### DESCRIPTION OF THE TASK
Please report the number of lines in the entries below that contain "expression", with nothing added.

Start of DATASET

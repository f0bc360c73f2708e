use std::sync::LazyLock;

use regex::Regex;

use whisker_html::{Arg, ArgValue, Attrs, Node, StacheTag, Tag, DYNAMIC_KEY, SPECIALS_KEY};

use crate::optimize::optimize;
use crate::CompileOptions;

/// Rewrite a tree and serialize it to a JavaScript expression, with the
/// `self` wrapper selected by the options.
pub fn code_gen(tree: &Node, options: &CompileOptions) -> String {
    let optimized = optimize(tree);
    let specialized = specialize(&optimized);
    let body = node_to_code(&specialized);
    if options.is_template {
        format!(
            "(function () {{ var self = this; var __content = self.__content, __elseContent = self.__elseContent; return {}; }})",
            body
        )
    } else {
        format!("(function () {{ var self = this; return {}; }})", body)
    }
}

/// Replace every `Special` node (and dynamic attribute value) with a `Code`
/// node invoking the runtime. Builds a new tree; the input is untouched.
pub fn specialize(node: &Node) -> Node {
    match node {
        Node::Special(tag) => Node::Code(code_gen_special(tag)),
        Node::Tag(tag) => Node::Tag(Tag {
            name: tag.name.clone(),
            attrs: specialize_attrs(&tag.attrs),
            children: tag.children.iter().map(specialize).collect(),
        }),
        Node::Seq(items) => Node::Seq(items.iter().map(specialize).collect()),
        other => other.clone(),
    }
}

fn code_gen_special(tag: &StacheTag) -> String {
    match tag {
        StacheTag::Double { path, args } => format!(
            "function () {{ return Spacebars.mustache({}); }}",
            mustache_call_args(path, args)
        ),
        StacheTag::Triple { path, args } => format!(
            "function () {{ return Spacebars.makeRaw(Spacebars.mustache({})); }}",
            mustache_call_args(path, args)
        ),
        StacheTag::Inclusion { path, args } => inclusion_code(path, args, None, None),
        StacheTag::BlockOpen {
            path,
            args,
            content,
            else_content,
        } => inclusion_code(path, args, Some(content.as_slice()), else_content.as_deref()),
        _ => panic!("unexpected template tag at code generation"),
    }
}

// ── attribute specialization ────────────────────────────────────────

fn specialize_attrs(attrs: &Attrs) -> Attrs {
    let mut specials: Vec<&StacheTag> = Vec::new();
    if let Some(Node::Seq(items)) = attrs.get(SPECIALS_KEY) {
        for item in items {
            if let Node::Special(tag) = item {
                specials.push(tag);
            }
        }
    }

    let mut found = !specials.is_empty();
    let mut result = Attrs::new();
    for (name, value) in attrs.iter() {
        if name.starts_with('$') {
            continue;
        }
        let (new_value, dynamic) = specialize_attr_value(value);
        found |= dynamic;
        result.set(name, new_value);
    }

    if !found {
        // nothing dynamic: hand back the attrs unchanged
        return attrs.clone();
    }

    if !specials.is_empty() {
        let codes = specials
            .iter()
            .map(|tag| Node::Code(attr_set_code(tag)))
            .collect();
        result.set(DYNAMIC_KEY, Node::Seq(codes));
    }
    result
}

fn specialize_attr_value(value: &Node) -> (Node, bool) {
    match value {
        Node::Special(tag) => (Node::Code(attr_value_code(tag)), true),
        Node::Seq(items) => {
            let mut any = false;
            let parts = items
                .iter()
                .map(|item| {
                    let (node, dynamic) = specialize_attr_value(item);
                    any |= dynamic;
                    node
                })
                .collect();
            (Node::Seq(parts), any)
        }
        other => (other.clone(), false),
    }
}

fn attr_value_code(tag: &StacheTag) -> String {
    match tag {
        StacheTag::Double { path, args } => format!(
            "function () {{ return Spacebars.mustache({}); }}",
            mustache_call_args(path, args)
        ),
        _ => panic!("unexpected template tag in an attribute value"),
    }
}

/// `<div {{attrs}}>`: each whole-attribute tag becomes an attrMustache thunk.
fn attr_set_code(tag: &StacheTag) -> String {
    match tag {
        StacheTag::Double { path, args } => format!(
            "function () {{ return Spacebars.attrMustache({}); }}",
            mustache_call_args(path, args)
        ),
        _ => panic!("unexpected template tag in attribute-set position"),
    }
}

// ── mustache calls ──────────────────────────────────────────────────

/// Arguments for `Spacebars.mustache`/`attrMustache`: the resolved name,
/// positional arguments in source order, then keywords in a trailing
/// `Spacebars.kw({…})`.
fn mustache_call_args(path: &[String], args: &[Arg]) -> String {
    let mut parts = vec![code_gen_path(path)];
    let mut keywords: Vec<(String, String)> = Vec::new();
    for arg in args {
        match &arg.name {
            Some(name) => keywords.push((name.clone(), bare_arg_code(&arg.value))),
            None => parts.push(bare_arg_code(&arg.value)),
        }
    }
    if !keywords.is_empty() {
        parts.push(format!("Spacebars.kw({})", object_literal(&keywords)));
    }
    parts.join(", ")
}

fn code_gen_path(path: &[String]) -> String {
    let head = format!("self.lookup({})", js_string(&path[0]));
    if path.len() == 1 {
        head
    } else {
        let ids: Vec<String> = path[1..].iter().map(|s| js_string(s)).collect();
        format!("Spacebars.dot({}, {})", head, ids.join(", "))
    }
}

// ── inclusion / block calls ─────────────────────────────────────────

fn inclusion_code(
    path: &[String],
    args: &[Arg],
    content: Option<&[Node]>,
    else_content: Option<&[Node]>,
) -> String {
    let comp = component_code(path);
    match inclusion_args_literal(args, content, else_content) {
        Some(obj) => format!(
            "function () {{ return Spacebars.include({}, {}); }}",
            comp, obj
        ),
        None => format!("function () {{ return Spacebars.include({}); }}", comp),
    }
}

fn builtin_component(name: &str) -> Option<&'static str> {
    match name {
        "content" => Some("__content"),
        "elseContent" => Some("__elseContent"),
        "if" => Some("UI.If"),
        "unless" => Some("UI.Unless"),
        "with" => Some("UI.With"),
        "each" => Some("UI.Each"),
        _ => None,
    }
}

/// A single-segment component name prefers the template of that name and
/// falls back to a helper lookup; longer paths are plain lookups.
fn component_code(path: &[String]) -> String {
    if path.len() == 1 {
        if let Some(builtin) = builtin_component(&path[0]) {
            return builtin.to_string();
        }
        format!(
            "(Template[{}] || {})",
            js_string(&path[0]),
            code_gen_path(path)
        )
    } else {
        code_gen_path(path)
    }
}

fn inclusion_args_literal(
    args: &[Arg],
    content: Option<&[Node]>,
    else_content: Option<&[Node]>,
) -> Option<String> {
    let positional: Vec<&ArgValue> = args
        .iter()
        .filter(|a| a.is_positional())
        .map(|a| &a.value)
        .collect();

    let mut entries: Vec<(String, String)> = Vec::new();
    if let Some(content) = content {
        entries.push(("__content".to_string(), block_code(content)));
    }
    if let Some(else_content) = else_content {
        entries.push(("__elseContent".to_string(), block_code(else_content)));
    }
    for arg in args {
        if let Some(name) = &arg.name {
            entries.push((name.clone(), keyword_arg_code(&arg.value)));
        }
    }
    match positional.len() {
        0 => {}
        1 => entries.push(("data".to_string(), data_arg_code(positional[0]))),
        _ => {
            let codes: Vec<String> = positional.iter().map(|v| bare_arg_code(v)).collect();
            entries.push((
                "data".to_string(),
                format!(
                    "function () {{ return Spacebars.call({}); }}",
                    codes.join(", ")
                ),
            ));
        }
    }

    if entries.is_empty() {
        None
    } else {
        Some(object_literal(&entries))
    }
}

fn bare_arg_code(value: &ArgValue) -> String {
    match value {
        ArgValue::Path(path) => code_gen_path(path),
        ArgValue::Str(text) => js_string(text),
        ArgValue::Number(n) => js_number(*n),
        ArgValue::Bool(b) => b.to_string(),
        ArgValue::Null => "null".to_string(),
    }
}

/// Keyword values: a bare single lookup establishes its dependency in place;
/// a chained lookup is deferred into a call thunk.
fn keyword_arg_code(value: &ArgValue) -> String {
    match value {
        ArgValue::Path(path) if path.len() > 1 => format!(
            "function () {{ return Spacebars.call({}); }}",
            code_gen_path(path)
        ),
        other => bare_arg_code(other),
    }
}

/// The `data` argument is evaluated by the component when it rebuilds, so
/// path values are always deferred and called.
fn data_arg_code(value: &ArgValue) -> String {
    match value {
        ArgValue::Path(path) => format!(
            "function () {{ return Spacebars.call({}); }}",
            code_gen_path(path)
        ),
        other => bare_arg_code(other),
    }
}

fn block_code(content: &[Node]) -> String {
    let node = Node::from_items(content.to_vec());
    let optimized = optimize(&node);
    let specialized = specialize(&optimized);
    format!(
        "UI.block(function () {{ var self = this; return {}; }})",
        node_to_code(&specialized)
    )
}

// ── emission ────────────────────────────────────────────────────────

static TAG_CTOR_RE: LazyLock<Regex> =
    LazyLock::new(|| Regex::new(r"^[a-zA-Z][a-zA-Z0-9]*$").unwrap());
static ATTR_KEY_RE: LazyLock<Regex> = LazyLock::new(|| Regex::new(r"^[a-zA-Z]+$").unwrap());
static JS_IDENT_RE: LazyLock<Regex> =
    LazyLock::new(|| Regex::new(r"^[a-zA-Z$_][a-zA-Z0-9$_]*$").unwrap());

/// Serialize a specialized node to a JavaScript expression.
pub fn node_to_code(node: &Node) -> String {
    match node {
        Node::Text(text) => js_string(text),
        Node::Raw(html) => format!("HTML.Raw({})", js_string(html)),
        Node::CharRef(c) => format!(
            "HTML.CharRef({{html: {}, str: {}}})",
            js_string(&c.html),
            js_string(&c.text)
        ),
        Node::Comment(text) => format!("HTML.Comment({})", js_string(text)),
        Node::Code(code) => code.clone(),
        Node::Seq(items) => {
            let codes: Vec<String> = items.iter().map(node_to_code).collect();
            format!("[{}]", codes.join(", "))
        }
        Node::Tag(tag) => tag_to_code(tag),
        Node::Special(_) => panic!("template tag survived to code emission"),
    }
}

fn tag_to_code(tag: &Tag) -> String {
    let ctor = if TAG_CTOR_RE.is_match(&tag.name) {
        format!("UI.Tag.{}", tag.name)
    } else {
        format!("UI.Tag[{}]", js_string(&tag.name))
    };
    let mut parts = Vec::new();
    if !tag.attrs.is_empty() {
        parts.push(attrs_literal(&tag.attrs));
    }
    for child in &tag.children {
        parts.push(node_to_code(child));
    }
    format!("{}({})", ctor, parts.join(", "))
}

fn attrs_literal(attrs: &Attrs) -> String {
    let fields: Vec<String> = attrs
        .iter()
        .map(|(name, value)| {
            let key = if ATTR_KEY_RE.is_match(name) {
                name.to_string()
            } else {
                js_string(name)
            };
            format!("{}: {}", key, node_to_code(value))
        })
        .collect();
    format!("{{{}}}", fields.join(", "))
}

fn object_literal(entries: &[(String, String)]) -> String {
    let fields: Vec<String> = entries
        .iter()
        .map(|(key, value)| {
            let key = if JS_IDENT_RE.is_match(key) {
                key.clone()
            } else {
                js_string(key)
            };
            format!("{}: {}", key, value)
        })
        .collect();
    format!("{{{}}}", fields.join(", "))
}

/// A JavaScript string literal. JSON covers the escapes except the two
/// line-separator characters, which are legal JSON but not legal JS source.
fn js_string(text: &str) -> String {
    let json = serde_json::to_string(text).unwrap_or_else(|_| format!("{:?}", text));
    json.replace('\u{2028}', "\\u2028")
        .replace('\u{2029}', "\\u2029")
}

fn js_number(value: f64) -> String {
    if value.is_finite() && value.fract() == 0.0 && value.abs() < 1e15 {
        format!("{}", value as i64)
    } else {
        format!("{}", value)
    }
}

End of DATASET

### ANSWER FOR THE TASK
2